By clicking “Sign up for GitHub”, you agree to our terms of service and privacy statement. We’ll occasionally send you account related emails.

Already on GitHub? Sign in to your account

Monerod crashes when synchronizing on Windows. #9569

Closed
Folindril opened this issue Nov 13, 2024 · 11 comments
Closed

Monerod crashes when synchronizing on Windows. #9569

Folindril opened this issue Nov 13, 2024 · 11 comments

Comments

@Folindril
Copy link

Folindril commented Nov 13, 2024

When synchronizing the blockchain from 0, most of it is synchronized without problems. Towards the end, monerod starts to crash at random times without any errors.
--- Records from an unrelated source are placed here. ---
//! Shared command context.
//!
//! A [`CommandContext`] carries the global options every command needs, plus
//! the package and registry sources. Both sources can be swapped out, which is
//! how command tests run without pip or the network.

use std::path::{Path, PathBuf};

use crate::cli::args::Cli;
use crate::error::Result;
use crate::packages::{InstalledPackages, PackageSource, PipSource};
use crate::registry::{PypiClient, RegistryClient, DEFAULT_REGISTRY_URL};
use crate::requirements::{RequirementCollection, SatisfactionPolicy};
use crate::ui::ReqzTheme;

/// Global options and data sources for one run.
pub struct CommandContext {
    file: PathBuf,
    policy: SatisfactionPolicy,
    local_only: bool,
    theme: ReqzTheme,
    packages: Box<dyn PackageSource>,
    registry_url: String,
    registry: Option<Box<dyn RegistryClient>>,
}

impl CommandContext {
    /// Context for `file` with default sources and a plain theme.
    pub fn new(file: impl Into<PathBuf>) -> Self {
        Self {
            file: file.into(),
            policy: SatisfactionPolicy::default(),
            local_only: false,
            theme: ReqzTheme::plain(),
            packages: Box::new(PipSource::default()),
            registry_url: DEFAULT_REGISTRY_URL.to_string(),
            registry: None,
        }
    }

    /// Context from parsed command-line options.
    pub fn from_cli(cli: &Cli) -> Self {
        let policy = if cli.strict {
            SatisfactionPolicy::AllOf
        } else {
            SatisfactionPolicy::AnyOf
        };
        Self::new(&cli.file)
            .with_policy(policy)
            .with_local_only(cli.local_only)
            .with_theme(ReqzTheme::for_output())
            .with_package_source(Box::new(PipSource::new(cli.python.clone())))
            .with_registry_url(&cli.registry_url)
    }

    pub fn with_policy(mut self, policy: SatisfactionPolicy) -> Self {
        self.policy = policy;
        self
    }

    pub fn with_local_only(mut self, local_only: bool) -> Self {
        self.local_only = local_only;
        self
    }

    pub fn with_theme(mut self, theme: ReqzTheme) -> Self {
        self.theme = theme;
        self
    }

    /// Use `source` to list installed packages.
    pub fn with_package_source(mut self, source: Box<dyn PackageSource>) -> Self {
        self.packages = source;
        self
    }

    /// Talk to the registry at `url`.
    pub fn with_registry_url(mut self, url: &str) -> Self {
        self.registry_url = url.to_string();
        self
    }

    /// Use `client` for registry lookups instead of building an HTTP client.
    pub fn with_registry(mut self, client: Box<dyn RegistryClient>) -> Self {
        self.registry = Some(client);
        self
    }

    /// The requirements file path.
    pub fn file(&self) -> &Path {
        &self.file
    }

    pub fn policy(&self) -> SatisfactionPolicy {
        self.policy
    }

    pub fn theme(&self) -> &ReqzTheme {
        &self.theme
    }

    pub fn registry_url(&self) -> &str {
        &self.registry_url
    }

    /// Read and parse the requirements file.
    pub fn load_requirements(&self) -> Result<RequirementCollection> {
        RequirementCollection::from_file(&self.file)
    }

    /// Take the installed package snapshot.
    pub fn installed_packages(&self) -> Result<InstalledPackages> {
        InstalledPackages::load(self.packages.as_ref(), self.local_only)
    }

    /// Run `f` with a registry client, building the HTTP client on first use.
    pub fn with_registry_client<T>(&self, f: impl FnOnce(&dyn RegistryClient) -> T) -> Result<T> {
        match &self.registry {
            Some(client) => Ok(f(client.as_ref())),
            None => {
                let client = PypiClient::new(&self.registry_url)?;
                Ok(f(&client))
            }
        }
    }
}

#[cfg(test)]
mod tests {
    use super::*;
    use clap::Parser;

    #[test]
    fn defaults() {
        let ctx = CommandContext::new("requirements.txt");
        assert_eq!(ctx.file(), Path::new("requirements.txt"));
        assert_eq!(ctx.policy(), SatisfactionPolicy::AnyOf);
        assert_eq!(ctx.registry_url(), DEFAULT_REGISTRY_URL);
    }

    #[test]
    fn strict_flag_selects_all_of() {
        let cli = Cli::try_parse_from(["reqz", "--strict", "-f", "dev.txt"]).unwrap();
        let ctx = CommandContext::from_cli(&cli);
        assert_eq!(ctx.policy(), SatisfactionPolicy::AllOf);
        assert_eq!(ctx.file(), Path::new("dev.txt"));
    }

    #[test]
    fn registry_url_from_cli() {
        let cli =
            Cli::try_parse_from(["reqz", "--registry-url", "http://localhost:8080"]).unwrap();
        let ctx = CommandContext::from_cli(&cli);
        assert_eq!(ctx.registry_url(), "http://localhost:8080");
    }

    #[test]
    fn missing_file_is_reported() {
        let ctx = CommandContext::new("/nonexistent/requirements.txt");
        let err = ctx.load_requirements().unwrap_err();
        assert!(err.to_string().contains("Requirements file not found"));
    }
}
There were cases when the crash occurred in the middle of drawing a log line on the screen. There are also crashes with irreversible damage to the blockchain files. Work in a synchronized state is stable, the bug clearly occurs only when lagging behind the network. This bug occurs either on certain hardware or on a certain OS.This bug is present on all versions 0.18. Did not check earlier versions due to incompatibility of blockchain files.
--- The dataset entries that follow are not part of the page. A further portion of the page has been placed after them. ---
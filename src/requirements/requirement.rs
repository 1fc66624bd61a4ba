//! The parsed form of one requirements line.

use std::collections::BTreeSet;
use std::fmt::{self, Display, Formatter};
use std::hash::{Hash, Hasher};
use std::str::FromStr;

use crate::error::ParseError;

use super::parser;

/// A version comparison operator.
#[derive(Debug, Clone, Copy, PartialEq, Eq, PartialOrd, Ord, Hash)]
pub enum Operator {
    /// `==`
    Eq,
    /// `>=`
    Ge,
    /// `<=`
    Le,
    /// `>`
    Gt,
    /// `<`
    Lt,
}

impl Operator {
    /// Every supported operator, two-character symbols first.
    pub const ALL: [Operator; 5] = [
        Operator::Eq,
        Operator::Ge,
        Operator::Le,
        Operator::Gt,
        Operator::Lt,
    ];

    /// Look up an operator by its symbol.
    pub fn from_symbol(symbol: &str) -> Option<Self> {
        Self::ALL.into_iter().find(|op| op.symbol() == symbol)
    }

    /// The operator as written in a requirements file.
    pub fn symbol(&self) -> &'static str {
        match self {
            Operator::Eq => "==",
            Operator::Ge => ">=",
            Operator::Le => "<=",
            Operator::Gt => ">",
            Operator::Lt => "<",
        }
    }

    /// Whether the bound includes the version itself (`==`, `>=`, `<=`).
    pub fn is_inclusive(&self) -> bool {
        matches!(self, Operator::Eq | Operator::Ge | Operator::Le)
    }
}

impl Display for Operator {
    fn fmt(&self, f: &mut Formatter<'_>) -> fmt::Result {
        f.write_str(self.symbol())
    }
}

/// One `(operator, version)` constraint.
///
/// Ordered by symbol then version text, which is the order used when sorting
/// requirements that share a name.
#[derive(Debug, Clone, PartialEq, Eq, Hash)]
pub struct Spec {
    pub op: Operator,
    pub version: String,
}

impl Spec {
    pub fn new(op: Operator, version: impl Into<String>) -> Self {
        Self {
            op,
            version: version.into(),
        }
    }
}

impl PartialOrd for Spec {
    fn partial_cmp(&self, other: &Self) -> Option<std::cmp::Ordering> {
        Some(self.cmp(other))
    }
}

impl Ord for Spec {
    fn cmp(&self, other: &Self) -> std::cmp::Ordering {
        (self.op.symbol(), &self.version).cmp(&(other.op.symbol(), &other.version))
    }
}

impl Display for Spec {
    fn fmt(&self, f: &mut Formatter<'_>) -> fmt::Result {
        write!(f, "{} {}", self.op, self.version)
    }
}

/// Where a requirement comes from.
#[derive(Debug, Clone, PartialEq, Eq, Hash)]
pub enum RequirementKind {
    /// A package resolved by name from the registry.
    Registry,
    /// An editable install of a local directory (`-e ./path`).
    LocalPath { path: String },
    /// A checkout from version control (`git+https://...@rev#egg=name`).
    VersionControl {
        uri: String,
        revision: String,
        editable: bool,
    },
}

/// One requirement entry.
///
/// Equality and hashing look only at the set of specs, not the name or kind:
/// two entries constraining the same versions are the same requirement as far
/// as add-or-replace is concerned.
#[derive(Debug, Clone)]
pub struct Requirement {
    pub(crate) name: String,
    pub(crate) extras: BTreeSet<String>,
    pub(crate) specs: Vec<Spec>,
    pub(crate) kind: RequirementKind,
}

impl Requirement {
    /// Parse a single requirements line.
    pub fn parse(line: &str) -> Result<Self, ParseError> {
        parser::parse_line(line)
    }

    /// A registry requirement with no extras.
    pub fn registry(name: impl Into<String>, specs: Vec<Spec>) -> Self {
        Self {
            name: name.into(),
            extras: BTreeSet::new(),
            specs,
            kind: RequirementKind::Registry,
        }
    }

    /// Package name; empty for local path requirements.
    pub fn name(&self) -> &str {
        &self.name
    }

    pub fn extras(&self) -> &BTreeSet<String> {
        &self.extras
    }

    pub fn specs(&self) -> &[Spec] {
        &self.specs
    }

    pub fn kind(&self) -> &RequirementKind {
        &self.kind
    }

    /// Case-insensitive key used to decide whether two entries name the same
    /// thing. Local paths are identified by path.
    pub fn identity(&self) -> String {
        match &self.kind {
            RequirementKind::LocalPath { path } => path.clone(),
            _ => self.name.to_lowercase(),
        }
    }

    /// Whether this requirement can be looked up by name (installed set,
    /// registry).
    pub fn has_name_identity(&self) -> bool {
        !matches!(self.kind, RequirementKind::LocalPath { .. })
    }

    /// The specs joined as written in a file: `>= 1.0,<= 2.0`.
    pub fn spec_string(&self) -> String {
        self.specs
            .iter()
            .map(Spec::to_string)
            .collect::<Vec<_>>()
            .join(",")
    }

    fn specs_set(&self) -> BTreeSet<&Spec> {
        self.specs.iter().collect()
    }
}

impl PartialEq for Requirement {
    fn eq(&self, other: &Self) -> bool {
        self.specs_set() == other.specs_set()
    }
}

impl Eq for Requirement {}

impl Hash for Requirement {
    fn hash<H: Hasher>(&self, state: &mut H) {
        for spec in self.specs_set() {
            spec.hash(state);
        }
    }
}

/// Canonical requirements-file form, without color.
impl Display for Requirement {
    fn fmt(&self, f: &mut Formatter<'_>) -> fmt::Result {
        match &self.kind {
            RequirementKind::LocalPath { path } => write!(f, "-e {}", path),
            RequirementKind::VersionControl {
                uri,
                revision,
                editable,
            } => {
                if *editable {
                    f.write_str("-e ")?;
                }
                write!(f, "{}@{}#egg={}", uri, revision, self.name)
            }
            RequirementKind::Registry => {
                f.write_str(&self.name)?;
                if !self.extras.is_empty() {
                    let extras: Vec<&str> = self.extras.iter().map(String::as_str).collect();
                    write!(f, "[{}]", extras.join(","))?;
                }
                if !self.specs.is_empty() {
                    write!(f, " {}", self.spec_string())?;
                }
                Ok(())
            }
        }
    }
}

impl FromStr for Requirement {
    type Err = ParseError;

    fn from_str(s: &str) -> Result<Self, Self::Err> {
        Self::parse(s)
    }
}

#[cfg(test)]
mod tests {
    use super::*;

    fn req(line: &str) -> Requirement {
        Requirement::parse(line).unwrap()
    }

    #[test]
    fn operator_symbols_round_trip() {
        for op in Operator::ALL {
            assert_eq!(Operator::from_symbol(op.symbol()), Some(op));
        }
        assert_eq!(Operator::from_symbol("~="), None);
    }

    #[test]
    fn inclusive_operators() {
        assert!(Operator::Eq.is_inclusive());
        assert!(Operator::Ge.is_inclusive());
        assert!(Operator::Le.is_inclusive());
        assert!(!Operator::Gt.is_inclusive());
        assert!(!Operator::Lt.is_inclusive());
    }

    #[test]
    fn equality_ignores_name() {
        assert_eq!(req("docopt >= 1.0"), req("six >= 1.0"));
        assert_ne!(req("docopt >= 1.0"), req("docopt >= 1.1"));
    }

    #[test]
    fn equality_ignores_spec_order() {
        assert_eq!(req("a >= 1.0, <= 2.0"), req("a <= 2.0, >= 1.0"));
    }

    #[test]
    fn hash_agrees_with_equality() {
        use std::collections::HashSet;
        let mut set = HashSet::new();
        set.insert(req("a >= 1.0, <= 2.0"));
        assert!(set.contains(&req("b <= 2.0, >= 1.0")));
    }

    #[test]
    fn display_registry_forms() {
        assert_eq!(req("docopt >= 0.6.2").to_string(), "docopt >= 0.6.2");
        assert_eq!(req("docopt>=0.6.2").to_string(), "docopt >= 0.6.2");
        assert_eq!(req("a >= 1, < 2").to_string(), "a >= 1,< 2");
        assert_eq!(req("requests[socks,security]").to_string(), "requests[security,socks]");
        assert_eq!(req("bare").to_string(), "bare");
    }

    #[test]
    fn display_local_and_vcs_forms() {
        assert_eq!(req("-e ./lib/thing").to_string(), "-e ./lib/thing");
        assert_eq!(
            req("-e git+https://github.com/org/pkg.git@v1.2#egg=pkg").to_string(),
            "-e git+https://github.com/org/pkg.git@v1.2#egg=pkg"
        );
        assert_eq!(
            req("git+https://github.com/org/pkg.git@main#egg=pkg").to_string(),
            "git+https://github.com/org/pkg.git@main#egg=pkg"
        );
    }

    #[test]
    fn identity_is_case_insensitive_name_or_path() {
        assert_eq!(req("Django >= 4").identity(), "django");
        assert_eq!(req("-e ./local").identity(), "./local");
        assert!(!req("-e ./local").has_name_identity());
    }

    #[test]
    fn spec_ordering_is_symbol_then_version() {
        let lt = Spec::new(Operator::Lt, "2");
        let ge = Spec::new(Operator::Ge, "1");
        let eq = Spec::new(Operator::Eq, "3");
        let mut specs = vec![ge.clone(), lt.clone(), eq.clone()];
        specs.sort();
        assert_eq!(specs, vec![lt, eq, ge]);
    }
}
Version: 0.18.3.4 Windows 64-bit
OS: Windows 11
Processor: Intel Core i5-7600K 3.80GHz
RAM: 16Gb

@selsta
Copy link
Collaborator

selsta commented Nov 16, 2024

Do you have any stability issues on your system? Or do you have a different computer where you can test syncing to see if it crashes? There is no known crash bugs in v0.18 that match what you are describing, at least we didn't get other reports about this on Windows.

@Folindril
Copy link
Author

Folindril commented Nov 16, 2024

Do you have any stability issues on your system? Or do you have a different computer where you can test syncing to see if it crashes? There is no known crash bugs in v0.18 that match what you are describing, at least we didn't get other reports about this on Windows.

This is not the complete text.